The Producteev Windows application uses some interesting techniques—some of the same ones employed by modern 3D video games—to render a lot of the visual elements. These elements were designed from scratch by our in-house designer and they’re a lot more resource-intensive than the bland native elements that the Windows API provides. In order to accommodate for the extra pressure they put on your computer, a lot of optimizing and tweaking was needed to get them to display smoothly.

Composition

Composition with Alpha blending

Composited images are several images laid on top of each other. Afterwards, special effects can be applied to alter the way the final image looks. This can be done by tweaking colors, drawing or distorting shapes, or blurring. It’s usually done with witchcraft, but I’m told some math may be involved as well. In order to blend colors for instance, a technique called alpha blending is used to find a weighted average between two colors you want to mix. This technique can be used to fade smoothly between two different images. In video games there’s too many examples of compositing to name, but you’ll likely see composited images as pieces on a heads-up display or as a decal on a wall.

How it’s used: This is used frequently in Producteev for Windows. You can consider the entire window a composition since there’s a lot of casual instances where multiple images will be overlaid. More specifically, I’ve used compositing to draw pieces of your task list in the background and then store these in memory (this is another technique called caching, since the application does the work ahead of time then stores it for later for quick access.) Subtle visual effects are then applied to give the application a smoother feel.

Culling

Objects within the green viewport are drawn, the rest are discarded.

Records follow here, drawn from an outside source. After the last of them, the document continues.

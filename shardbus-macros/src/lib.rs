//! `#[derive(EventKind)]` — sugar over `shardbus_core::EventKind`.
//!
//! Hand-writing `EventKind` is one `impl` block of pure boilerplate for the
//! common case (no ancestry, no cancellation): `as_any`/`as_any_mut` just
//! return `self`. This derive covers that case, plus two attributes for the
//! parts that do carry information:
//!
//! - `#[event(supertype = "Base")]` (repeatable) declares a declared ancestor,
//!   nearest first, mirroring `EventKind::supertypes`.
//! - `#[event(cancellable)]` wires `as_cancellable`/`as_cancellable_mut` to a
//!   field of type [`shardbus_core::Cancellation`]. The field is found by
//!   name (`cancel`) or by tagging it `#[event(cancel)]` explicitly.
//!
//! ```rust,ignore
//! #[derive(EventKind)]
//! #[event(supertype = "Base")]
//! struct Derived { payload: String }
//!
//! #[derive(EventKind)]
//! #[event(cancellable)]
//! struct Ping {
//!     cancel: Cancellation,
//! }
//! ```

mod event_kind;

use proc_macro::TokenStream;

/// Derive [`shardbus_core::EventKind`] for a struct, with optional
/// `#[event(supertype = "...")]` and `#[event(cancellable)]` attributes.
#[proc_macro_derive(EventKind, attributes(event))]
pub fn derive_event_kind(input: TokenStream) -> TokenStream {
    event_kind::derive_impl(input)
}
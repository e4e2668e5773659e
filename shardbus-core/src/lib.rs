//! # shardbus-core
//!
//! Core data model for the Shardbus event bus: event identity, the
//! context chain, cancellation, the handler descriptor, the filter
//! protocol, and the shared error taxonomy.
//!
//! This crate has minimal dependencies ([`thiserror`] only) and is meant
//! to be imported by anything that needs to describe handlers or events
//! without pulling in a dispatcher implementation.
//!
//! # Core components
//!
//! ## [`EventKind`] — event identity
//!
//! The Rust stand-in for the reflected class hierarchy the original
//! design relies on: a marker trait every event implements, declaring its
//! ancestor TypeIds and, optionally, a cancellation capability.
//!
//! ## [`ContextChain`] — per-event ancestry of user payloads
//!
//! A singly-linked chain of arbitrary context values attached to an event
//! as it travels through handlers.
//!
//! ## [`HandlerDescriptor`] — the introspected binding
//!
//! An immutable, type-erased record produced by
//! [`HandlerDescriptor::builder`], pairing a target object and method
//! with its dispatch metadata (priority, forced, accept_subclasses,
//! filter).
//!
//! ## [`Filter`] — the per-handler gate
//!
//! An optional predicate attached to a descriptor, with a one-time `init`
//! hook for filters chosen by type.

#![deny(clippy::wildcard_imports)]
#![warn(missing_docs)]

mod descriptor;
mod error;
mod event;
mod filter;

pub use descriptor::{
    DescriptorBuilder, EnabledHandle, Handler, HandlerDescriptor, HandlerDescriptorMeta,
};
pub use error::{BoxError, CapacityExceeded, DispatchError, NotBound, SubscriptionError};
pub use event::{
    Cancellation, CancellableMut, CancellableRef, ContextChain, EventKind, ExceptionEvent,
    ExceptionLevel,
};
pub use filter::{Filter, TryNewFilter};
//! The multi-shard expander: lifts a single shard's fixed-capacity limit
//! by partitioning handlers across several [`DispatcherShard`]s.

use std::any::TypeId;
use std::collections::HashMap;
use std::sync::Arc;

use shardbus_core::{EventKind, HandlerDescriptor, HandlerDescriptorMeta, NotBound};

use crate::shard::{DispatcherShard, MAX_METHODS};

/// Partitions a growing set of handlers across however many
/// [`DispatcherShard`]s are needed to keep each under `max_per_shard`.
///
/// `post()` routes only to shards known (via a side index built at
/// `bind()`) to hold a handler for the posted event's concrete type. If no
/// shard has an exact-type match, it falls back to every shard holding a
/// subclass-accepting handler (since those can match a type never
/// explicitly registered) — but if some shard *does* have an exact-type
/// match, subclass-accepting shards are skipped entirely, so exact-over-
/// subclass holds across the whole expander and not just within one
/// shard's own plan. This is option (a) of the two routing strategies the
/// design allows; it is the one this implementation commits to.
pub struct Expander {
    max_per_shard: usize,
    descriptors: Vec<Arc<HandlerDescriptor>>,
    shards: Vec<DispatcherShard>,
    type_index: HashMap<TypeId, Vec<usize>>,
    subclass_shards: Vec<usize>,
}

impl Expander {
    /// Build an expander grouping handlers into shards of at most
    /// `max_per_shard` each (clamped to `[1, MAX_METHODS]`).
    ///
    /// The `template` shard's capacity is reused for every shard the
    /// expander creates; any descriptors already registered on it are not
    /// copied in, since a shard's descriptors are tied to the closures
    /// captured at `HandlerDescriptor::build()` time and generally aren't
    /// meaningful to duplicate across independent shards.
    pub fn new(template: &DispatcherShard, max_per_shard: usize) -> Self {
        let _ = template.capacity();
        Self {
            max_per_shard: max_per_shard.clamp(1, MAX_METHODS),
            descriptors: Vec::new(),
            shards: Vec::new(),
            type_index: HashMap::new(),
            subclass_shards: Vec::new(),
        }
    }

    /// Number of shards produced by the most recent `bind()`.
    pub fn shard_count(&self) -> usize {
        self.shards.len()
    }

    /// Total descriptors currently pending partitioning.
    pub fn len(&self) -> usize {
        self.descriptors.len()
    }

    pub fn is_empty(&self) -> bool {
        self.descriptors.is_empty()
    }

    /// Register one descriptor. Takes effect on the next `bind()`.
    pub fn register(&mut self, descriptor: HandlerDescriptor) {
        self.descriptors.push(Arc::new(descriptor));
    }

    /// Register several descriptors at once.
    pub fn register_all(&mut self, descriptors: Vec<HandlerDescriptor>) {
        self.descriptors.extend(descriptors.into_iter().map(Arc::new));
    }

    /// Register an already-shared descriptor, as produced by
    /// [`DispatcherShard::descriptors`] or [`Expander::descriptors`]. Used
    /// to copy one bus's full handler set onto an independent expander
    /// (the async bus's per-worker private backend).
    pub fn register_shared(&mut self, descriptor: Arc<HandlerDescriptor>) {
        self.descriptors.push(descriptor);
    }

    /// Remove the descriptor with the given identity token, if present.
    pub fn unregister(&mut self, identity: usize) -> bool {
        if let Some(pos) = self.descriptors.iter().position(|d| d.identity() == identity) {
            self.descriptors.remove(pos);
            true
        } else {
            false
        }
    }

    /// Empty the pending descriptor set. Takes effect on the next `bind()`.
    pub fn clear(&mut self) {
        self.descriptors.clear();
    }

    /// Re-partition the full current descriptor set into fresh shards and
    /// bind each one.
    pub fn bind(&mut self) {
        let groups = partition(&self.descriptors, self.max_per_shard);

        let mut shards = Vec::with_capacity(groups.len());
        let mut type_index: HashMap<TypeId, Vec<usize>> = HashMap::new();
        let mut subclass_shards = Vec::new();

        for (i, group) in groups.iter().enumerate() {
            let mut shard = DispatcherShard::new();
            let mut has_subclass = false;
            for desc in group {
                has_subclass |= desc.accept_subclasses();
                let entry = type_index.entry(desc.event_type()).or_default();
                if entry.last() != Some(&i) {
                    entry.push(i);
                }
                shard
                    .register_shared(Arc::clone(desc))
                    .expect("group sized within shard capacity during partitioning");
            }
            shard.bind();
            if has_subclass {
                subclass_shards.push(i);
            }
            shards.push(shard);
        }

        tracing::debug!(
            shards = shards.len(),
            handlers = self.descriptors.len(),
            max_per_shard = self.max_per_shard,
            "expander bound"
        );

        self.shards = shards;
        self.type_index = type_index;
        self.subclass_shards = subclass_shards;
    }

    /// Route `event` to the shards known to hold a matching handler.
    pub fn post<E: EventKind>(&self, mut event: E) -> Result<E, NotBound> {
        if self.shards.is_empty() {
            return Err(NotBound);
        }
        if self.shards.len() == 1 {
            return self.shards[0].post(event);
        }

        for i in self.route_indices(TypeId::of::<E>()) {
            event = self.shards[i].post(event)?;
            if let Some(c) = event.as_cancellable() {
                if c.is_cancelled() {
                    break;
                }
            }
        }
        Ok(event)
    }

    /// Type-erased counterpart of [`Expander::post`], used by the async
    /// worker loop.
    pub fn post_boxed(
        &self,
        mut event: Box<dyn EventKind>,
        type_id: TypeId,
        supertypes: &[TypeId],
    ) -> Result<Box<dyn EventKind>, NotBound> {
        if self.shards.is_empty() {
            return Err(NotBound);
        }
        if self.shards.len() == 1 {
            return self.shards[0].post_boxed(event, type_id, supertypes);
        }

        for i in self.route_indices(type_id) {
            event = self.shards[i].post_boxed(event, type_id, supertypes)?;
            if let Some(c) = event.as_cancellable() {
                if c.is_cancelled() {
                    break;
                }
            }
        }
        Ok(event)
    }

    /// Shards to visit for a posted event's concrete type.
    ///
    /// `type_index` only ever maps a `TypeId` to the shard(s) holding an
    /// *exact*-type handler for it (see `bind()`), so a non-empty lookup
    /// here means some shard somewhere has an exact-type match. In that
    /// case subclass-accepting shards are excluded from the route
    /// entirely — exact-over-subclass must hold bus-wide, not just within
    /// whichever single shard happens to own the exact handler.
    fn route_indices(&self, type_id: TypeId) -> Vec<usize> {
        let mut indices: Vec<usize> = self
            .type_index
            .get(&type_id)
            .cloned()
            .unwrap_or_default();
        if indices.is_empty() {
            for &i in &self.subclass_shards {
                if !indices.contains(&i) {
                    indices.push(i);
                }
            }
        }
        indices.sort_unstable();
        indices
    }

    /// Read-only view of every shard's current descriptors, in shard
    /// creation order.
    pub fn snapshot(&self) -> Vec<HandlerDescriptorMeta> {
        self.shards.iter().flat_map(|s| s.snapshot()).collect()
    }

    /// Shared handles to every descriptor across all shards, in shard
    /// creation order. Used to copy the full handler set onto an
    /// independently bound shard or expander elsewhere (the async bus's
    /// per-worker private shards).
    pub fn descriptors(&self) -> Vec<Arc<HandlerDescriptor>> {
        self.shards.iter().flat_map(|s| s.descriptors()).collect()
    }
}

/// Group descriptors by event type (preserving first-seen order), never
/// splitting a bucket across groups unless the bucket alone exceeds
/// `max_per_shard` — in which case the bucket is pre-sorted by priority
/// and sliced into contiguous, priority-ordered chunks so cross-shard
/// dispatch order (shards run in creation order) still respects priority.
fn partition(
    descriptors: &[Arc<HandlerDescriptor>],
    max_per_shard: usize,
) -> Vec<Vec<Arc<HandlerDescriptor>>> {
    let mut order: Vec<TypeId> = Vec::new();
    let mut by_type: HashMap<TypeId, Vec<Arc<HandlerDescriptor>>> = HashMap::new();
    for d in descriptors {
        let t = d.event_type();
        by_type.entry(t).or_insert_with(|| {
            order.push(t);
            Vec::new()
        });
        by_type.get_mut(&t).unwrap().push(Arc::clone(d));
    }

    let mut groups: Vec<Vec<Arc<HandlerDescriptor>>> = Vec::new();
    let mut current: Vec<Arc<HandlerDescriptor>> = Vec::new();

    for t in order {
        let mut bucket = by_type.remove(&t).unwrap();
        bucket.sort_by(|a, b| b.priority().cmp(&a.priority()));

        if bucket.len() > max_per_shard {
            if !current.is_empty() {
                groups.push(std::mem::take(&mut current));
            }
            let mut iter = bucket.into_iter();
            loop {
                let chunk: Vec<_> = iter.by_ref().take(max_per_shard).collect();
                if chunk.is_empty() {
                    break;
                }
                groups.push(chunk);
            }
        } else {
            if current.len() + bucket.len() > max_per_shard {
                groups.push(std::mem::take(&mut current));
            }
            current.extend(bucket);
        }
    }
    if !current.is_empty() {
        groups.push(current);
    }
    groups
}

#[cfg(test)]
mod tests {
    use super::*;
    use shardbus_core::Handler;
    use std::any::Any;
    use std::sync::Mutex;

    #[derive(Default)]
    struct Log(Mutex<Vec<i32>>);
    impl Handler for Log {}
    impl Log {
        fn push(&self, p: i32) {
            self.0.lock().unwrap().push(p);
        }
        fn snapshot(&self) -> Vec<i32> {
            self.0.lock().unwrap().clone()
        }
    }

    struct Ping;
    impl EventKind for Ping {
        fn as_any(&self) -> &dyn Any {
            self
        }
        fn as_any_mut(&mut self) -> &mut dyn Any {
            self
        }
    }

    struct Ranked(Arc<Log>, i32);
    impl Handler for Ranked {}
    fn invoke_ranked(t: &Ranked, _e: &mut Ping) {
        t.0.push(t.1);
    }

    struct Base;
    impl EventKind for Base {
        fn as_any(&self) -> &dyn Any {
            self
        }
        fn as_any_mut(&mut self) -> &mut dyn Any {
            self
        }
    }

    struct Derived;
    impl EventKind for Derived {
        fn supertypes() -> &'static [TypeId] {
            use std::sync::OnceLock;
            static IDS: OnceLock<[TypeId; 1]> = OnceLock::new();
            IDS.get_or_init(|| [TypeId::of::<Base>()])
        }
        fn as_any(&self) -> &dyn Any {
            self
        }
        fn as_any_mut(&mut self) -> &mut dyn Any {
            self
        }
    }

    #[test]
    fn exact_match_in_one_shard_suppresses_subclass_handler_in_another() {
        fn log_base(t: &Log, _e: &mut Base) {
            t.push(1);
        }
        fn log_derived(t: &Log, _e: &mut Derived) {
            t.push(2);
        }

        let log = Arc::new(Log::default());
        let template = DispatcherShard::new();
        // max_per_shard = 1 forces the Base and Derived descriptors onto
        // separate shards, since they belong to different event-type
        // buckets.
        let mut expander = Expander::new(&template, 1);
        expander.register(
            HandlerDescriptor::builder(Arc::clone(&log), log_base)
                .accept_subclasses(true)
                .build()
                .unwrap(),
        );
        expander.register(
            HandlerDescriptor::builder(Arc::clone(&log), log_derived)
                .build()
                .unwrap(),
        );
        expander.bind();
        assert_eq!(expander.shard_count(), 2);

        expander.post(Derived).unwrap();
        assert_eq!(log.snapshot(), vec![2], "the Base subclass handler must not fire");
    }

    #[test]
    fn partitions_101_handlers_into_three_shards_in_priority_order() {
        let log = Arc::new(Log::default());
        let template = DispatcherShard::new();
        let mut expander = Expander::new(&template, 50);

        for i in 0..101 {
            let priority = 101 - i;
            let target = Arc::new(Ranked(Arc::clone(&log), priority));
            expander.register(
                HandlerDescriptor::builder(target, invoke_ranked)
                    .priority(priority)
                    .build()
                    .unwrap(),
            );
        }

        expander.bind();
        assert_eq!(expander.shard_count(), 3);
        expander.post(Ping).unwrap();

        let got = log.snapshot();
        let mut expected: Vec<i32> = (1..=101).collect();
        expected.reverse();
        assert_eq!(got, expected);
    }
}
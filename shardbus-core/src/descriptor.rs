//! The handler descriptor and its builder.
//!
//! Rust has no reflection, so there is no "introspect a handler object and
//! discover its subscribed methods" step. Instead a [`HandlerDescriptor`]
//! is produced directly from a `(target, method)` pair through
//! [`HandlerDescriptor::builder`]; everything the source system's analysis
//! pass would reject (wrong arity, non-void return, an abstract parameter
//! type) simply fails to type-check here, so the only runtime-fallible
//! part of construction is filter instantiation.

use std::any::{Any, TypeId};
use std::sync::Arc;
use std::sync::atomic::{AtomicBool, Ordering};

use crate::error::SubscriptionError;
use crate::event::EventKind;
use crate::filter::{Filter, TryNewFilter};

/// Metadata describing a descriptor, handed to [`Filter::init`] and used
/// for diagnostics and `snapshot()` inspection.
#[derive(Debug, Clone)]
pub struct HandlerDescriptorMeta {
    /// Diagnostic name of the event type this descriptor is bound to.
    pub event_type_name: &'static str,
    /// Diagnostic name of the bound method, for error messages.
    pub method_name: &'static str,
    /// Dispatch priority; higher runs first.
    pub priority: i32,
    /// When true, `is_enabled()` is never consulted.
    pub forced: bool,
    /// When true, this descriptor also matches subtypes of its event type.
    pub accept_subclasses: bool,
}

/// A trait handler targets implement to participate in the `forced` /
/// enable-gate contract.
///
/// The default always reports enabled; handlers that want a runtime
/// toggle pair this with an [`EnabledHandle`] field.
pub trait Handler: Send + Sync + 'static {
    /// Whether this handler currently accepts dispatch. Ignored entirely
    /// when the owning descriptor is `forced`.
    fn is_enabled(&self) -> bool {
        true
    }
}

/// A cloneable, externally-toggleable enabled flag.
///
/// Bundled as the standard way a [`Handler`] backs `is_enabled()` with
/// something callers can flip at runtime without touching the handler's
/// other state.
#[derive(Clone, Default)]
pub struct EnabledHandle(Arc<AtomicBool>);

impl EnabledHandle {
    /// Create a handle that starts enabled.
    pub fn new() -> Self {
        Self(Arc::new(AtomicBool::new(true)))
    }

    /// Create a handle with an explicit initial state.
    pub fn with_initial(enabled: bool) -> Self {
        Self(Arc::new(AtomicBool::new(enabled)))
    }

    /// Current state.
    pub fn get(&self) -> bool {
        self.0.load(Ordering::Relaxed)
    }

    pub fn enable(&self) {
        self.0.store(true, Ordering::Relaxed);
    }

    pub fn disable(&self) {
        self.0.store(false, Ordering::Relaxed);
    }

    pub fn toggle(&self) {
        self.0
            .fetch_update(Ordering::Relaxed, Ordering::Relaxed, |v| Some(!v))
            .ok();
    }
}

/// An immutable, type-erased binding of one handler method to its
/// dispatch metadata.
///
/// Descriptors are constructed once via [`HandlerDescriptor::builder`] and
/// never mutated afterward; a shard's registry holds them by value.
pub struct HandlerDescriptor {
    pub(crate) event_type: TypeId,
    pub(crate) supertypes: &'static [TypeId],
    pub(crate) meta: HandlerDescriptorMeta,
    filter: Option<Box<dyn Fn(&dyn Any) -> bool + Send + Sync>>,
    is_enabled: Box<dyn Fn() -> bool + Send + Sync>,
    invoke: Box<dyn Fn(&mut dyn Any) + Send + Sync>,
    /// Identity token used by `unregister`: two descriptors built from the
    /// same `(target, method)` pair compare equal.
    pub(crate) identity: usize,
}

impl HandlerDescriptor {
    /// Start building a descriptor bound to `target`'s `method`.
    pub fn builder<T, E>(target: Arc<T>, method: fn(&T, &mut E)) -> DescriptorBuilder<T, E>
    where
        T: Handler,
        E: EventKind,
    {
        DescriptorBuilder {
            target,
            method,
            method_name: "<method>",
            priority: 0,
            forced: false,
            accept_subclasses: false,
            filter: FilterSlot::None,
        }
    }

    pub fn event_type(&self) -> TypeId {
        self.event_type
    }

    pub fn meta(&self) -> &HandlerDescriptorMeta {
        &self.meta
    }

    pub fn priority(&self) -> i32 {
        self.meta.priority
    }

    pub fn forced(&self) -> bool {
        self.meta.forced
    }

    pub fn accept_subclasses(&self) -> bool {
        self.meta.accept_subclasses
    }

    pub fn identity(&self) -> usize {
        self.identity
    }

    /// Whether this subclass-accepting descriptor matches a posted event
    /// whose concrete type is `event_type_id` with declared ancestors
    /// `candidate_supertypes`. Never matches its own exact type — that
    /// case is always served by the exact-type bucket instead.
    pub fn matches_subtype(&self, event_type_id: TypeId, candidate_supertypes: &[TypeId]) -> bool {
        self.meta.accept_subclasses
            && self.event_type != event_type_id
            && candidate_supertypes.contains(&self.event_type)
    }

    /// Evaluate the attached filter, if any. Absent filter means "allow".
    pub fn filter_passes(&self, event: &dyn Any) -> bool {
        match &self.filter {
            Some(f) => f(event),
            None => true,
        }
    }

    /// Consult the target's enable gate. Callers should skip this when
    /// the descriptor is `forced`.
    pub fn is_enabled(&self) -> bool {
        (self.is_enabled)()
    }

    /// Invoke the bound method with a type-erased event reference.
    ///
    /// # Panics
    /// Panics if `event`'s concrete type differs from this descriptor's
    /// `event_type` — callers must only invoke a descriptor on an event
    /// already matched to it by [`HandlerDescriptor::event_type`] or
    /// [`HandlerDescriptor::matches_subtype`].
    pub fn invoke(&self, event: &mut dyn Any) {
        (self.invoke)(event)
    }
}

enum FilterSlot<E> {
    None,
    /// Programmatic attachment: already constructed, `init` is skipped.
    Programmatic(Box<dyn Filter<E>>),
    /// Metadata-driven attachment: constructed and `init`-ed at `build()`.
    Metadata(Box<dyn FnOnce() -> Result<Box<dyn Filter<E>>, SubscriptionError>>),
}

/// Builder returned by [`HandlerDescriptor::builder`].
pub struct DescriptorBuilder<T, E> {
    target: Arc<T>,
    method: fn(&T, &mut E),
    method_name: &'static str,
    priority: i32,
    forced: bool,
    accept_subclasses: bool,
    filter: FilterSlot<E>,
}

impl<T, E> DescriptorBuilder<T, E>
where
    T: Handler,
    E: EventKind,
{
    /// Attach a diagnostic name for the bound method (used in error
    /// messages and `snapshot()` output).
    pub fn method_name(mut self, name: &'static str) -> Self {
        self.method_name = name;
        self
    }

    pub fn priority(mut self, priority: i32) -> Self {
        self.priority = priority;
        self
    }

    pub fn forced(mut self, forced: bool) -> Self {
        self.forced = forced;
        self
    }

    pub fn accept_subclasses(mut self, accept: bool) -> Self {
        self.accept_subclasses = accept;
        self
    }

    /// Attach a filter chosen by type: constructed and `init`-ed at
    /// `build()` time, mirroring metadata-driven filter selection.
    pub fn with_filter<F>(mut self) -> Self
    where
        F: TryNewFilter<E>,
    {
        self.filter = FilterSlot::Metadata(Box::new(|| {
            let filter = F::try_new().map_err(|e| SubscriptionError::FilterNotInstantiable {
                which_method: "filter".to_string(),
                source: Box::new(e),
            })?;
            Ok(Box::new(filter) as Box<dyn Filter<E>>)
        }));
        self
    }

    /// Attach an already-constructed filter instance. `init` is never
    /// called on it.
    pub fn set_filter<F>(mut self, filter: F) -> Self
    where
        F: Filter<E>,
    {
        self.filter = FilterSlot::Programmatic(Box::new(filter));
        self
    }

    /// Finalize the descriptor.
    pub fn build(self) -> Result<HandlerDescriptor, SubscriptionError> {
        let meta = HandlerDescriptorMeta {
            event_type_name: std::any::type_name::<E>(),
            method_name: self.method_name,
            priority: self.priority,
            forced: self.forced,
            accept_subclasses: self.accept_subclasses,
        };

        let filter: Option<Box<dyn Filter<E>>> = match self.filter {
            FilterSlot::None => None,
            FilterSlot::Programmatic(f) => Some(f),
            FilterSlot::Metadata(ctor) => {
                let mut f = ctor()?;
                f.init(&meta);
                Some(f)
            }
        };
        let erased_filter: Option<Box<dyn Fn(&dyn Any) -> bool + Send + Sync>> =
            filter.map(|f| {
                let f: Arc<Box<dyn Filter<E>>> = Arc::new(f);
                Box::new(move |event: &dyn Any| {
                    let e = event
                        .downcast_ref::<E>()
                        .expect("filter invoked with mismatched event type");
                    f.filter(e)
                }) as Box<dyn Fn(&dyn Any) -> bool + Send + Sync>
            });

        let target_for_enabled = Arc::clone(&self.target);
        let is_enabled = Box::new(move || target_for_enabled.is_enabled());

        let target = self.target;
        let method = self.method;
        let identity = identity_token(&target, method);
        let invoke = Box::new(move |event: &mut dyn Any| {
            let e = event
                .downcast_mut::<E>()
                .expect("invoke called with mismatched event type");
            method(&target, e);
        });

        Ok(HandlerDescriptor {
            event_type: TypeId::of::<E>(),
            supertypes: E::supertypes(),
            meta,
            filter: erased_filter,
            is_enabled,
            invoke,
            identity,
        })
    }
}

/// Identity for `unregister`: pointer to the target plus the method's
/// function-pointer address. Two descriptors built from the same
/// `(target, method)` pair compare equal; this matches the spec's choice
/// of identity-based removal at the descriptor level.
fn identity_token<T, E>(target: &Arc<T>, method: fn(&T, &mut E)) -> usize {
    let target_addr = Arc::as_ptr(target) as usize;
    let method_addr = method as usize;
    target_addr ^ method_addr.rotate_left(1)
}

Culling is the concept of selecting only what needs to be shown on the screen (as opposed to recklessly drawing everything.) While it may seem obvious to only draw the parts that will be shown, it is the application’s job to take care of this. Sometimes rather complex algorithms need to be used to determine what will be drawn, but it’s well worth it in the long run. In 3D games this is a vital technique because at any given moment you’ll only be drawing a small portion of the entire game world.

How it’s used: This technique is used in the filter and task areas of the application. If you have 1,000 tasks in your list, rather than drawing all 1,000, it will calculate which ones actually fit in the window (depending on the size of the Producteev window and number of tasks, this can account for as little as 1% of the tasks.) Only drawing the tasks that are visible prevents overdrawing, a situation that will slow the application to a crawl as the program senselessly overworks itself.

Partitioning and Indexing

(Some objects hidden) When you're working with thousands of objects, you can cut down on the number of decisions being made by organizing the data in a tree, and only going down paths where conditions are met. In this case, 9 calculations had to be made.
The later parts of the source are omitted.